Your objective: Every line below that holds the string "digest" should be copied.

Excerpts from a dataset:

-------------------------

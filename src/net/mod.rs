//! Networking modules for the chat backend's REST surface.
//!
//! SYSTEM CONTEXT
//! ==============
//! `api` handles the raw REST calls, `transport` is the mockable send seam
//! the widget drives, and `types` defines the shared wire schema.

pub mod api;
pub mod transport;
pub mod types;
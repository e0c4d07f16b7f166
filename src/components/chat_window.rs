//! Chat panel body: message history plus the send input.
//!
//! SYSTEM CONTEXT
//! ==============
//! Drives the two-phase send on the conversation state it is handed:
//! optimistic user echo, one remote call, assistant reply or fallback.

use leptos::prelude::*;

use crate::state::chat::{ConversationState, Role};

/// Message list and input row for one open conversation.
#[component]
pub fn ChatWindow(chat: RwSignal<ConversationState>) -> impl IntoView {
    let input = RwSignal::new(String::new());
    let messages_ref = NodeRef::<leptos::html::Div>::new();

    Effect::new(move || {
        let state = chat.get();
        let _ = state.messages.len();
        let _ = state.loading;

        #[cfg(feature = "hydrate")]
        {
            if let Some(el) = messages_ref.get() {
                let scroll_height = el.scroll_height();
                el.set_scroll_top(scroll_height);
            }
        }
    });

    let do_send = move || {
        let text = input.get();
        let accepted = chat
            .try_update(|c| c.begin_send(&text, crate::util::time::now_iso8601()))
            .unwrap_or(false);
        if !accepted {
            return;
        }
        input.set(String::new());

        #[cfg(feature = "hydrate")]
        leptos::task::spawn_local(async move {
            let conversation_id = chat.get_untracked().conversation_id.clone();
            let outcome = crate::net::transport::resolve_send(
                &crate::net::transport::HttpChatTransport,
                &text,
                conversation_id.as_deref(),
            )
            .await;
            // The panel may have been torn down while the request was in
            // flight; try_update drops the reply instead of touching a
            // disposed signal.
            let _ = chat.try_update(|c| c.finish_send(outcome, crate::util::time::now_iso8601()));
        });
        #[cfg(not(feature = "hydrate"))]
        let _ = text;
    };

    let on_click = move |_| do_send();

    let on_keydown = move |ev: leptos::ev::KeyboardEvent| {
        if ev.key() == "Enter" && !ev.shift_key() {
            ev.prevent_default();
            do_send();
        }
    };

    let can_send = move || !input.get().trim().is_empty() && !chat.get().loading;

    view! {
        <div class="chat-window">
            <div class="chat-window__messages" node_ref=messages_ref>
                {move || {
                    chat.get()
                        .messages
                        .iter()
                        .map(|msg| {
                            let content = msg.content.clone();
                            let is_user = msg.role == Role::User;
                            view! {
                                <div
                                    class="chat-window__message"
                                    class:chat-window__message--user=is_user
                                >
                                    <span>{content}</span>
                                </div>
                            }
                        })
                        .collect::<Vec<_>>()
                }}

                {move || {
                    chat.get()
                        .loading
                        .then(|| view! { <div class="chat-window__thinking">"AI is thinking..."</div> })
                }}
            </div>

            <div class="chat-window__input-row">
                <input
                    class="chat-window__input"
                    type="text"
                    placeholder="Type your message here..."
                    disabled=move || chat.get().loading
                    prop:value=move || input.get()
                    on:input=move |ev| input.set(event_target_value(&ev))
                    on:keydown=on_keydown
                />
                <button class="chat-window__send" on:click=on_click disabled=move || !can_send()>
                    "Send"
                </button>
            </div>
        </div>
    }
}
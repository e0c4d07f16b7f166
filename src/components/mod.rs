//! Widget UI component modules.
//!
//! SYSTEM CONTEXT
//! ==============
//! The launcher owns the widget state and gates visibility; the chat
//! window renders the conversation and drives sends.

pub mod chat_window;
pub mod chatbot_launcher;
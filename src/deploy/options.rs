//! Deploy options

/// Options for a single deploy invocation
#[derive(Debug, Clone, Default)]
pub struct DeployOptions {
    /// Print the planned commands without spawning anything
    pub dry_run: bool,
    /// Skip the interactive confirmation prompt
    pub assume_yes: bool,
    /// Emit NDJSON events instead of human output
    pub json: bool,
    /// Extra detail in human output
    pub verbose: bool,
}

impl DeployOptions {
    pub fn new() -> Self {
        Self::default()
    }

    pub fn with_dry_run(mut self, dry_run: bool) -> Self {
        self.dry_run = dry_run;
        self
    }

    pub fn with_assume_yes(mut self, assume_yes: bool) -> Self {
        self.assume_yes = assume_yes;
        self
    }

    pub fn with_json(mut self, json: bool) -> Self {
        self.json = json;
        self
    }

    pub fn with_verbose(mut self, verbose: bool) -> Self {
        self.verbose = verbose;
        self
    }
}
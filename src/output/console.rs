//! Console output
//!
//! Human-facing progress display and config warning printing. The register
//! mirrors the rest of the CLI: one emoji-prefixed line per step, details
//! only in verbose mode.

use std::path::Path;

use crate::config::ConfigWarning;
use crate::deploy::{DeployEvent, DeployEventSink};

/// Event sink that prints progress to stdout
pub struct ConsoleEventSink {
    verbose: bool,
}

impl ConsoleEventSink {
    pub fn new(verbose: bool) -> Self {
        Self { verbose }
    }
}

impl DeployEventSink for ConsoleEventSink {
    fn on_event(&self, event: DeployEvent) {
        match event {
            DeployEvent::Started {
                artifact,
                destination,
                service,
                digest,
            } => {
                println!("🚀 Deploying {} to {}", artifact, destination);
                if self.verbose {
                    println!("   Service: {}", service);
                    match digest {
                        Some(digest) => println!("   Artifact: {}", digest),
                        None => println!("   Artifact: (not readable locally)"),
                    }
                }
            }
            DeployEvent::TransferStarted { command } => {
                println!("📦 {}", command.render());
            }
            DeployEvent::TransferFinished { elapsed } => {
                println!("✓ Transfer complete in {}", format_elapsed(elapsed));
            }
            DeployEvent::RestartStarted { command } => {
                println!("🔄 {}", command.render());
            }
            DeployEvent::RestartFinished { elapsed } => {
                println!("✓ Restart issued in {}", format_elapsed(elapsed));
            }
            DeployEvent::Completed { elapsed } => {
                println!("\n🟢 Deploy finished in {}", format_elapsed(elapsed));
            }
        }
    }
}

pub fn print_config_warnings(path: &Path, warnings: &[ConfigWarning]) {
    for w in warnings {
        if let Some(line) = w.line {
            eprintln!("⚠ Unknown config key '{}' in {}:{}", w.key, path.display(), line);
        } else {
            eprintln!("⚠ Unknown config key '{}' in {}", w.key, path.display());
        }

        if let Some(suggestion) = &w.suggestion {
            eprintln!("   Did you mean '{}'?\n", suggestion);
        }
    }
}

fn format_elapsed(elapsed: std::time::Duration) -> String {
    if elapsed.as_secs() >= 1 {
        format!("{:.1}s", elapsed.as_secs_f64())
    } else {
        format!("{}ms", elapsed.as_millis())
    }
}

-------------------------

Answer area:
                digest,
                    match digest {
                        Some(digest) => println!("   Artifact: {}", digest),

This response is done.